__WHAT IS BEING ASKED__:
Here is a block of records. Copy every line in it that includes "encerramento".
=== Begin Enclosure ===
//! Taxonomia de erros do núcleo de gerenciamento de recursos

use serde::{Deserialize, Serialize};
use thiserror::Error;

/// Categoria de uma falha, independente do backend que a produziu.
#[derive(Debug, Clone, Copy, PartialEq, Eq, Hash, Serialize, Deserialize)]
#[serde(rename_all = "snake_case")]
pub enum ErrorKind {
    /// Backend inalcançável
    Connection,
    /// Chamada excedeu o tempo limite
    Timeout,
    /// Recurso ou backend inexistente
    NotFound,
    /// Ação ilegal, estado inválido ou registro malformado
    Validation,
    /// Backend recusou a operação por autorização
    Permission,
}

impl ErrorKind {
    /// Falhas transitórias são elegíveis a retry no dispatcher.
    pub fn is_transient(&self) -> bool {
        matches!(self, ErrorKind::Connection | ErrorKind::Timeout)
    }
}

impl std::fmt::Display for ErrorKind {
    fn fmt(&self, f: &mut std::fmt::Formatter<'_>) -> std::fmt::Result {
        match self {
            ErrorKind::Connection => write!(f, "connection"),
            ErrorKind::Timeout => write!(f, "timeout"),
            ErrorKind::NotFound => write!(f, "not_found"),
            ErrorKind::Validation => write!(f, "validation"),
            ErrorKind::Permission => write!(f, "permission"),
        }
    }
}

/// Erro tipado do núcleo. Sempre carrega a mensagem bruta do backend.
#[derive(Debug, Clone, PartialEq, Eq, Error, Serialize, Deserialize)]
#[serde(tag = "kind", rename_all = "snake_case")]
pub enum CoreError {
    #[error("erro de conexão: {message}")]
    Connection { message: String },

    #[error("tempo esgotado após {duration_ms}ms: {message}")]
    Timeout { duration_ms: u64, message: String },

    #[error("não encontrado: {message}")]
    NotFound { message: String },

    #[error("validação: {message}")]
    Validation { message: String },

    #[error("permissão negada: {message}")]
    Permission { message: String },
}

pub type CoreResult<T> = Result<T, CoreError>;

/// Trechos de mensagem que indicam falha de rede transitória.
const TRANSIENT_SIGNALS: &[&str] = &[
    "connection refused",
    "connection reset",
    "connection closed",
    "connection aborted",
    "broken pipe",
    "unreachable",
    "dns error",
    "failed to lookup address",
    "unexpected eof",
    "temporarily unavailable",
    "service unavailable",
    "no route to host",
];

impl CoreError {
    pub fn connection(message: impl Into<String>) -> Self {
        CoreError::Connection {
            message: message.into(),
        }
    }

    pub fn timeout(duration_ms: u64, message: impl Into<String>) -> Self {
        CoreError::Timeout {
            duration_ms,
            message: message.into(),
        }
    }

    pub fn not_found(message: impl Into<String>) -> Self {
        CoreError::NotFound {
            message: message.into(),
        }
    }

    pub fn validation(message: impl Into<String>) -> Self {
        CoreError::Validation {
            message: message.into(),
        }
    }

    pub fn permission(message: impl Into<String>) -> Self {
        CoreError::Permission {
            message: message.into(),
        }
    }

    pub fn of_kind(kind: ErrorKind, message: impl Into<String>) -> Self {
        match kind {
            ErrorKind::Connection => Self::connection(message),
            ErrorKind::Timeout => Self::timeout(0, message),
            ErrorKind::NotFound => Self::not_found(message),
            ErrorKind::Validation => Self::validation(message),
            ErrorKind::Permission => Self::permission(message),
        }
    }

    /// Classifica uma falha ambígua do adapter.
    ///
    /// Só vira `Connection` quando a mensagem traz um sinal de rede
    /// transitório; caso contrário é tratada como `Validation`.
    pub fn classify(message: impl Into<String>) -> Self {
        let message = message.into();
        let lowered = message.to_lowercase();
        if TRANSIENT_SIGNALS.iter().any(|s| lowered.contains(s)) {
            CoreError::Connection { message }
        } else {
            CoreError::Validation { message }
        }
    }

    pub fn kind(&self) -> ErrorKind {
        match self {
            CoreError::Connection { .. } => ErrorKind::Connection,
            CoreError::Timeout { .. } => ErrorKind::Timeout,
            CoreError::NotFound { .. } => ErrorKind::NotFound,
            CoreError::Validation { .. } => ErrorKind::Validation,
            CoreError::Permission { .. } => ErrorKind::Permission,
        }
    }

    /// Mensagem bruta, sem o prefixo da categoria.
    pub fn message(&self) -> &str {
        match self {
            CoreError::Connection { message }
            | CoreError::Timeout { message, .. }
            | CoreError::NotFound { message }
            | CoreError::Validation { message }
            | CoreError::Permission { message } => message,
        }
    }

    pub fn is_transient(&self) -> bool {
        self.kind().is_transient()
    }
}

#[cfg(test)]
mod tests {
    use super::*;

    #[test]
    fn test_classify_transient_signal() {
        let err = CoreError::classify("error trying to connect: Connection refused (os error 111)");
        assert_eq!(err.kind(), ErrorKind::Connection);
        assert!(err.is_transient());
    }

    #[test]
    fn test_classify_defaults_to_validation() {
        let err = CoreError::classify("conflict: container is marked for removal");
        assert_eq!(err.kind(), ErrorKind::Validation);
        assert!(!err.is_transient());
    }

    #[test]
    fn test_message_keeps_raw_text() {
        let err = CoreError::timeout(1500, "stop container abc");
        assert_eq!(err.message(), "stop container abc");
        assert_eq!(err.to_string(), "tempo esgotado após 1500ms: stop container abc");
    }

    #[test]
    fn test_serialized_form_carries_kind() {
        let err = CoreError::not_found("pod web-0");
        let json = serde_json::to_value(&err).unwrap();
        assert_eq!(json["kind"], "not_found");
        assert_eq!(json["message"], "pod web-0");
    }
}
=== End Enclosure ===
=== Begin Enclosure ===
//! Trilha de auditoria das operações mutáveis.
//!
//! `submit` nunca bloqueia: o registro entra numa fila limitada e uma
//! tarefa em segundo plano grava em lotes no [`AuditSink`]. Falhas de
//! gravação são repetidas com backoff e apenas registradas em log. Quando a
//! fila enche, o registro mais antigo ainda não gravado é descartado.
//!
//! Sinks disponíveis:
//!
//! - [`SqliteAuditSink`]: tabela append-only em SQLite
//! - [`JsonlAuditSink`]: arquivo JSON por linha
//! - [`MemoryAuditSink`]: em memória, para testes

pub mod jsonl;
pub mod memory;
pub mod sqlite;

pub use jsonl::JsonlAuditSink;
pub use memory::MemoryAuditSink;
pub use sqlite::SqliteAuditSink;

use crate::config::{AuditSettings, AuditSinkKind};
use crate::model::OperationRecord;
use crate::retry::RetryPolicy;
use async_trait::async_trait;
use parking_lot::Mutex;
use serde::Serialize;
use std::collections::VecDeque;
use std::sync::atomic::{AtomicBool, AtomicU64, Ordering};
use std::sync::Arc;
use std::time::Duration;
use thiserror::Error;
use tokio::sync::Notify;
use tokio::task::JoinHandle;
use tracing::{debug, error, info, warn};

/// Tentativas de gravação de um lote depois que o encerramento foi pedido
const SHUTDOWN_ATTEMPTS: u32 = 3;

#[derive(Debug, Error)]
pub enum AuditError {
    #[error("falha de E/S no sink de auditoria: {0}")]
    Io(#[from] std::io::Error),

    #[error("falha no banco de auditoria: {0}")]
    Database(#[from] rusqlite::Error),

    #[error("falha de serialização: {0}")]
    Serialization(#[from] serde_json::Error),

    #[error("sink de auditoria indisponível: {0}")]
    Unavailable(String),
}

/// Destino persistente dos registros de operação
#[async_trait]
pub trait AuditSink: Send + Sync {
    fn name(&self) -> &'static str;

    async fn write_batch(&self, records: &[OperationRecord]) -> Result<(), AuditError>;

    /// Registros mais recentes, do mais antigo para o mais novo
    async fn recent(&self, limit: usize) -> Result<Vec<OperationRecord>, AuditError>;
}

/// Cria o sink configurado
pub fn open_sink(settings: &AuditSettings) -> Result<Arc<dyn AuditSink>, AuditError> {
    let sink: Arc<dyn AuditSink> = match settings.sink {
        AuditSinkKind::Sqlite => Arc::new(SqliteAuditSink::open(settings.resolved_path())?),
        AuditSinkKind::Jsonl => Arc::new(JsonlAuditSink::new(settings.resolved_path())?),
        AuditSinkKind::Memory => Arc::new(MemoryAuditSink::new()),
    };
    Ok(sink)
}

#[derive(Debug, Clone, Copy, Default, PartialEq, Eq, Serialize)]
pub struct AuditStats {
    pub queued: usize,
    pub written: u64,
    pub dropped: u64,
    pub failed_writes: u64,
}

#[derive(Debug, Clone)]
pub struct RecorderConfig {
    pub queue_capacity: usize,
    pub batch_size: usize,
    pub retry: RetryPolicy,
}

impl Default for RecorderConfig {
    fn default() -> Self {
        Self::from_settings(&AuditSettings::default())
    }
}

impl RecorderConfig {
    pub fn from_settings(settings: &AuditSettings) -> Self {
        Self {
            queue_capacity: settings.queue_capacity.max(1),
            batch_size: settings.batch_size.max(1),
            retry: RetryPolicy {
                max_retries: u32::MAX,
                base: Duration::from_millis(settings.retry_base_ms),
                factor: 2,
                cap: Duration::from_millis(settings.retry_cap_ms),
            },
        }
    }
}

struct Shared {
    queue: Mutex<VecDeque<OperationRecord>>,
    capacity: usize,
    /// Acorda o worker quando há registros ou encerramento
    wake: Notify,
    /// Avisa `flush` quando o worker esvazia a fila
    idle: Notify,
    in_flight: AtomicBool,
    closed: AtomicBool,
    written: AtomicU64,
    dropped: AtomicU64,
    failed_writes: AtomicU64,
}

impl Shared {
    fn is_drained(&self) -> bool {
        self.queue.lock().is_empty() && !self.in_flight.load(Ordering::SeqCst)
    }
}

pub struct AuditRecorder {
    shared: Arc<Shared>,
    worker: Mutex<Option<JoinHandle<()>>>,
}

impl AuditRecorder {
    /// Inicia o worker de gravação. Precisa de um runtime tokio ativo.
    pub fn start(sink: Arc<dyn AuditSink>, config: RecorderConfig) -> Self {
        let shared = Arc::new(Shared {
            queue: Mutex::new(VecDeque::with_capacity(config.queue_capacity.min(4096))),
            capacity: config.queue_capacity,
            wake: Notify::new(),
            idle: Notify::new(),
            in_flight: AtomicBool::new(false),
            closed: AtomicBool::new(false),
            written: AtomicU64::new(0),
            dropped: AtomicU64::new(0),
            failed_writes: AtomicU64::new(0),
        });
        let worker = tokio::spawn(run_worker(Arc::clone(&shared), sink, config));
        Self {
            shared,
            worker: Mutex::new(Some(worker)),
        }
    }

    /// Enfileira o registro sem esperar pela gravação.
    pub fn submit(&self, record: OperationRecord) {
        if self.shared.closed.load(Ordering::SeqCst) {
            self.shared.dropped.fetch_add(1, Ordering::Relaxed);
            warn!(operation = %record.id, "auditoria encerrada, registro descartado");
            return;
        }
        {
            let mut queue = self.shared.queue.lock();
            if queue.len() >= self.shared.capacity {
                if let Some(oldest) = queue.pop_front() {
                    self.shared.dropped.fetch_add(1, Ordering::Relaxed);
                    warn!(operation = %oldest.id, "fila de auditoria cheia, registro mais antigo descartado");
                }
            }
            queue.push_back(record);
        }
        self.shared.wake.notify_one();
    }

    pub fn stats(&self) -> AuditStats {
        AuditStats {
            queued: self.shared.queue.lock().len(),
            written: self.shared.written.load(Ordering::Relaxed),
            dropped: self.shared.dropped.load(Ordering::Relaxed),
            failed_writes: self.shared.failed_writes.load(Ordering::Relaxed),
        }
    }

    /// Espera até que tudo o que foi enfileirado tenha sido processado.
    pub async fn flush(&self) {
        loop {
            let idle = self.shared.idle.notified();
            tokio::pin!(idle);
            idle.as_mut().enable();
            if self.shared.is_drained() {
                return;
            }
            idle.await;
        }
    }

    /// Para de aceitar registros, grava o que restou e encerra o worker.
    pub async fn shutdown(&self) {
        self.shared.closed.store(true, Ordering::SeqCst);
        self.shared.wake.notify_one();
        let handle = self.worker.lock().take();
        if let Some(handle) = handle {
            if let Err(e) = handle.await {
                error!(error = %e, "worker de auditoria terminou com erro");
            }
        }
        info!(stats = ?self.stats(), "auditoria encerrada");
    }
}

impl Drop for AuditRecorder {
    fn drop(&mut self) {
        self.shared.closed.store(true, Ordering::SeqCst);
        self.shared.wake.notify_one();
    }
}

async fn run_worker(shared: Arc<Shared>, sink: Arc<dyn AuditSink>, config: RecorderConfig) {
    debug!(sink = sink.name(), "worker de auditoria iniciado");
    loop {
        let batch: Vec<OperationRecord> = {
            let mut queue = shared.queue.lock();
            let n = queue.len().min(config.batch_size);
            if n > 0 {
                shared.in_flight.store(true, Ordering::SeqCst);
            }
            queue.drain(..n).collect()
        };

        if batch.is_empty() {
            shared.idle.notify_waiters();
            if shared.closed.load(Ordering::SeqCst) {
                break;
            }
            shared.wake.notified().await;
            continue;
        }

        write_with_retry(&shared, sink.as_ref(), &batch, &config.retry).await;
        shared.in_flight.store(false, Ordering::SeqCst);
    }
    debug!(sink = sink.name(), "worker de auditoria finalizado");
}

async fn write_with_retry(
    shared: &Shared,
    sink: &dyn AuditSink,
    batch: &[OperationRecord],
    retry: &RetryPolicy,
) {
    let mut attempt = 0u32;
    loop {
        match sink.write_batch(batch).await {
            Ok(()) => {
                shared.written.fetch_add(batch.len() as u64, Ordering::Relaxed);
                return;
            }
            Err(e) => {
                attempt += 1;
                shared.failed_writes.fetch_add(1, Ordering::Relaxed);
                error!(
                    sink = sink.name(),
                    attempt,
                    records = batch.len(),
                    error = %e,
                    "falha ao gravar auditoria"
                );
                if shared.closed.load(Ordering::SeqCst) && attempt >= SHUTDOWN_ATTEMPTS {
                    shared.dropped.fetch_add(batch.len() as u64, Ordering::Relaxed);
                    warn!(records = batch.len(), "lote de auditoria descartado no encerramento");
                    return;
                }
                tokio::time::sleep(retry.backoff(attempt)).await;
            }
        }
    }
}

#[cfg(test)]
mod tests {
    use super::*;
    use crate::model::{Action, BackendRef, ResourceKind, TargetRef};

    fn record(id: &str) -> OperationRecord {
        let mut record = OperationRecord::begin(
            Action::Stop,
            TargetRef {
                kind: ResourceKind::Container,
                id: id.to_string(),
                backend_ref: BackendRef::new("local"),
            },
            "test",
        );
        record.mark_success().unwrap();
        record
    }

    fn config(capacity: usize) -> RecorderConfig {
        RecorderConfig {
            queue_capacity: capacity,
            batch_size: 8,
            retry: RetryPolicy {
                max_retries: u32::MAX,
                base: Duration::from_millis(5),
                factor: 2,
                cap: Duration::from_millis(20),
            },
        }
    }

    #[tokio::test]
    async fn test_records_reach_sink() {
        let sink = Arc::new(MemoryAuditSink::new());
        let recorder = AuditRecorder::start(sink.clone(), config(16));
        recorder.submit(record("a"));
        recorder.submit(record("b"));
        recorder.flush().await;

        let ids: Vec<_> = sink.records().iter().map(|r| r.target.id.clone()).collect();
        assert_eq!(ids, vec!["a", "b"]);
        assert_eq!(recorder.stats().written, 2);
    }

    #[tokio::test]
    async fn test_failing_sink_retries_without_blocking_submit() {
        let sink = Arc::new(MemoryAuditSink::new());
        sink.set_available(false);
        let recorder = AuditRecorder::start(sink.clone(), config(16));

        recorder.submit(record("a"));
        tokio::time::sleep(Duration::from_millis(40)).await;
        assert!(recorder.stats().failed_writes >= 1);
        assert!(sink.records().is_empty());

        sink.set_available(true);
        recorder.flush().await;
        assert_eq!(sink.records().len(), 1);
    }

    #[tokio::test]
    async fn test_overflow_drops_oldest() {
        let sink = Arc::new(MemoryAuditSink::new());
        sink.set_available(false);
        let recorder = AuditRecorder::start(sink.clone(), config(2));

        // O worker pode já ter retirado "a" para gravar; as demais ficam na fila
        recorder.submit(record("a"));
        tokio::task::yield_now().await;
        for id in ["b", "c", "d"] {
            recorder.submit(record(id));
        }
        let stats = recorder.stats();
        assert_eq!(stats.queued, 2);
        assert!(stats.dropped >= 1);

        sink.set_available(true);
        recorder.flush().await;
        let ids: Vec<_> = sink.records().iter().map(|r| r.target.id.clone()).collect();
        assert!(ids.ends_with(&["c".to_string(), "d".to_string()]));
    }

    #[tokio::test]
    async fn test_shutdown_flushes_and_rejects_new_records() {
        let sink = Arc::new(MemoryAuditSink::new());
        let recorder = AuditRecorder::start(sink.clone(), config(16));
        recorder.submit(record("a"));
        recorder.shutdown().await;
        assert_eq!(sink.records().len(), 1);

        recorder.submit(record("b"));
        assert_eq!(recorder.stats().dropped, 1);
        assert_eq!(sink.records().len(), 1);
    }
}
=== End Enclosure ===
__WRITTEN ANSWER__:
/// Tentativas de gravação de um lote depois que o encerramento foi pedido
    /// Acorda o worker quando há registros ou encerramento
                    warn!(records = batch.len(), "lote de auditoria descartado no encerramento");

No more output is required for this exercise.